When he turned around, his face was set.
“Just let her know you want to see her. We can go to Eugene together, or she can come back here.” Then as if the matter was settled, he changed the subject.
“You called my office. Said you had some things for me?”
She didn’t think their discussion about Dawn was over. Far from it. But for now, it was time to set it aside, for each of them to cool off.
“Right. I do. Just a sec.” With their argument still echoing in her ears, she hurried up the stairs to the bedroom she’d claimed and found the box that she’d packed with the items belonging to Chase.
She took several deep breaths. At least the truth was out.
That, she told herself, was the first step. And it was massive.
Just handle this. You can do it.
By the time she returned to the parlor, Levi had poured himself another drink and was downing it. He didn’t appear as tense, as if he, too, had cooled off a bit.
She handed him the box. “This is the stuff I found that I thought you might want. It’s things Chase gave me. I’d forgotten about them, and they all got left here and locked up when Dad and Marcia and I went to California. We left in a hurry.”
“Like thieves sneaking into the night,” Marcia had complained as they’d loaded both cars before driving south to California.
“I remember.” Levi set the box on a side table and opened the flaps to peer inside. The first item he retrieved was the necklace. He held the chain suspended by one finger, the diamond dangling and winking in the lamplight. “He gave this to you?”
“Yes.” She remembered that hot summer night all too clearly. The thrill of Chase’s vows of love, the pain of Evan’s death.
Levi was frowning. “It belonged to my grandmother, and it went missing. Mom went out of her mind looking for it.” His eyebrows slammed together as he thought.
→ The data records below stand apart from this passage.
// shared-core - bitdrift's common client/server libraries
// Copyright Bitdrift, Inc. All rights reserved.
//
// Use of this source code is governed by a source available license that can be found in the
// LICENSE file or at:
// https://polyformproject.org/wp-content/uploads/2020/06/PolyForm-Shield-1.0.0.txt

use crate::context::{CallCancelTrigger, CallContext};
use crate::options::DialOptions;
use crate::service::{RpcShape, ServiceMethod};
use crate::transport::{from_header_map, to_header_map};
use crate::{Error, Status, request_metadata};
use assert_matches::assert_matches;
use bd_grpc_web_codec::{Code, Metadata};
use rstest::rstest;
use time::Duration;
use time::ext::NumericalDuration;

#[ctor::ctor]
fn test_global_init() {
  bd_test_helpers::test_global_init();
}

fn metadata(entries: &[(&str, &str)]) -> Metadata {
  entries.iter().copied().collect()
}

#[test]
fn status_from_trailer() {
  assert_eq!(
    Status::from_metadata(&metadata(&[("grpc-status", "0")])),
    Status::ok()
  );
  assert_eq!(
    Status::from_metadata(&metadata(&[
      ("grpc-status", "5"),
      ("grpc-message", "missing"),
    ])),
    Status::new(Code::NotFound, "missing")
  );
}

#[test]
fn status_message_is_percent_decoded() {
  assert_eq!(
    Status::from_metadata(&metadata(&[
      ("grpc-status", "3"),
      ("grpc-message", "bad%20request%3A%20%E2%9C%93"),
    ]))
    .message,
    "bad request: \u{2713}"
  );

  // Not valid UTF-8 once decoded, kept verbatim.
  assert_eq!(
    Status::from_metadata(&metadata(&[
      ("grpc-status", "3"),
      ("grpc-message", "broken%FF"),
    ]))
    .message,
    "broken%FF"
  );
}

#[test]
fn missing_status_is_unknown() {
  let status = Status::from_metadata(&metadata(&[("content-type", "application/grpc-web")]));
  assert_eq!(status.code, Code::Unknown);
  assert_eq!(
    status.message,
    "response closed without grpc-status (headers only)"
  );
  assert!(!status.is_ok());
}

#[test]
fn invalid_status_is_unknown() {
  let status = Status::from_metadata(&metadata(&[("grpc-status", "ok")]));
  assert_eq!(status.code, Code::Unknown);
  assert!(status.message.contains("ok"));
}

#[test]
fn status_from_headers_only_when_present() {
  assert!(Status::from_headers_if_present(&metadata(&[("x-other", "1")])).is_none());
  assert_eq!(
    Status::from_headers_if_present(&metadata(&[("grpc-status", "14")])),
    Some(Status::new(Code::Unavailable, ""))
  );
}

#[test]
fn status_display() {
  assert_eq!(
    Status::new(Code::NotFound, "missing").to_string(),
    "code: NotFound, message: missing"
  );
  assert_eq!(
    Status::new(Code::Internal, "").to_string(),
    "code: Internal, message: <none>"
  );
}

#[test]
fn status_into_result() {
  assert!(Status::ok().into_result().is_ok());
  assert_matches!(
    Status::new(Code::Aborted, "conflict").into_result(),
    Err(Error::Grpc(status)) => assert_eq!(status.code, Code::Aborted)
  );
}

#[rstest]
#[case(Error::Cancelled, Code::Cancelled)]
#[case(Error::DeadlineExceeded, Code::DeadlineExceeded)]
#[case(Error::ProtocolViolation("bad frame"), Code::Internal)]
#[case(Error::InvalidMetadata("bad key".to_string()), Code::Internal)]
#[case(Error::ContractViolation("twice"), Code::FailedPrecondition)]
#[case(Error::StreamClosed, Code::FailedPrecondition)]
#[case(Error::UnexpectedEof, Code::Unavailable)]
#[case(Error::ConnectionTimeout, Code::Unavailable)]
#[case(Error::Closed, Code::Unavailable)]
#[case(Status::new(Code::ResourceExhausted, "slow down").into(), Code::ResourceExhausted)]
fn error_status(#[case] error: Error, #[case] code: Code) {
  assert_eq!(error.status().code, code);
}

#[test]
fn remote_status_only_for_peer_errors() {
  assert!(Error::UnexpectedEof.remote_status().is_none());
  let error: Error = Status::new(Code::NotFound, "missing").into();
  assert_eq!(error.remote_status().unwrap().message, "missing");
}

#[test]
fn request_metadata_adds_grpc_web_headers() {
  let outgoing = metadata(&[
    ("Authorization", "Bearer token"),
    ("content-type", "text/plain"),
  ]);
  let request = request_metadata(&outgoing, "proto");

  assert_eq!(request.get("authorization"), Some("Bearer token"));
  assert_eq!(
    request.get_all("content-type"),
    &["application/grpc-web+proto".to_string()]
  );
  assert_eq!(request.get("x-grpc-web"), Some("1"));
  // The caller's metadata is untouched.
  assert_eq!(outgoing.get("content-type"), Some("text/plain"));
}

#[test]
fn header_map_conversion() {
  let mut source = metadata(&[("x-multi", "a"), ("x-single", "b")]);
  source.append("x-multi", "c");

  let headers = to_header_map(&source).unwrap();
  assert_eq!(
    headers
      .get_all("x-multi")
      .iter()
      .map(|value| value.to_str().unwrap())
      .collect::<Vec<_>>(),
    vec!["a", "c"]
  );

  let round_trip = from_header_map(&headers);
  assert_eq!(round_trip.get_all("x-multi"), &["a".to_string(), "c".to_string()]);
  assert_eq!(round_trip.get("x-single"), Some("b"));
}

#[test]
fn invalid_metadata_is_rejected() {
  assert_matches!(
    to_header_map(&metadata(&[("bad key", "value")])),
    Err(Error::InvalidMetadata(_))
  );
  assert_matches!(
    to_header_map(&metadata(&[("x-key", "line\nbreak")])),
    Err(Error::InvalidMetadata(_))
  );
}

#[test]
fn service_method_path() {
  let method = ServiceMethod::new("helloworld.Greeter", "SayHello");
  assert_eq!(method.full_path(), "/helloworld.Greeter/SayHello");
  assert_eq!(method.service_name(), "helloworld.Greeter");
  assert_eq!(method.method_name(), "SayHello");

  assert!(!RpcShape::Unary.uses_websocket());
  assert!(!RpcShape::ServerStreaming.uses_websocket());
  assert!(RpcShape::ClientStreaming.uses_websocket());
  assert!(RpcShape::BidiStreaming.uses_websocket());
}

#[test]
fn dial_options_from_config() {
  let defaults = DialOptions::default();
  assert!(!defaults.insecure);
  assert_eq!(defaults.connect_timeout, 10.seconds());
  assert_eq!(defaults.websocket_handshake_timeout, 45.seconds());

  let options: DialOptions =
    serde_json::from_str(r#"{"insecure": true, "connect_timeout": 2.5}"#).unwrap();
  assert!(options.insecure);
  assert_eq!(options.connect_timeout, Duration::milliseconds(2500));
  assert_eq!(options.websocket_handshake_timeout, 45.seconds());

  assert!(serde_json::from_str::<DialOptions>(r#"{"connect_timeout": -1}"#).is_err());
}

#[tokio::test(start_paused = true)]
async fn context_deadline() {
  let context = CallContext::background().with_timeout(5.seconds());
  assert_matches!(
    context.run(std::future::pending::<crate::Result<()>>()).await,
    Err(Error::DeadlineExceeded)
  );

  // The earlier deadline wins.
  let deadline = context.deadline().unwrap();
  let context = context.with_timeout(1.hours());
  assert_eq!(context.deadline(), Some(deadline));
}

#[tokio::test]
async fn context_cancellation() {
  let trigger = CallCancelTrigger::new();
  let context = trigger.make_context();
  assert!(!context.is_cancelled());
  assert_eq!(context.run(async { Ok(1) }).await.unwrap(), 1);

  trigger.cancel();
  assert!(context.is_cancelled());
  assert_matches!(
    context.run(async { Ok(1) }).await,
    Err(Error::Cancelled)
  );

  // A context without a trigger is never cancelled.
  assert!(!CallContext::background().is_cancelled());
}

#[tokio::test]
async fn dropped_trigger_does_not_cancel() {
  let context = CallCancelTrigger::new().make_context();
  assert_eq!(context.run(async { Ok("done") }).await.unwrap(), "done");
}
“I remember her and Dad fighting about it and tearing the house apart. He accused her of being careless and losing it. She insisted it had been stolen.” He bit his lip.
“I’m pretty sure they made an insurance claim for it.
” He fingered the diamond. “And Chase had it all the time?”
She shrugged. “I guess. It was kind of like a pre-engagement thing. He gave it to me in the summer before our senior year.”
“He stole it.” Levi was shaking his head. “That son of a bitch stole it and let Mom freak out. What a shit.”
She remembered Chase had cautioned her not to wear it except when they were alone together. At the time she thought it was romantic, but now, belatedly, she realized he was just covering his tracks. Another disappointment.
“I’m sorry,” she whispered, and it wasn’t just about the necklace. The doorbell chimed before she could say anything else. “To be continued,” she said as she headed to the front door.
Her nerves were raw and she didn’t want any company.
She had enough to deal with as it was, and she figured only two people would be showing up on her doorstep unannounced, the first being Beth who had called several times, pushing Harper to fix the place up and sell.
The second was Rhonda Simms who had left several messages on the phone insisting that Harper would want to add her “unique perspective” to the next installment of her series about Lake Twilight.
But Harper was wrong.
Neither woman was waiting for her on the other side of the door.
Instead she found Rand Watkins.
Detective Rand Watkins.
His expression was grim, lips flat in a beard-shadowed jaw, troubled eyes meeting hers in the window.
It was obvious he hadn’t come bearing good news.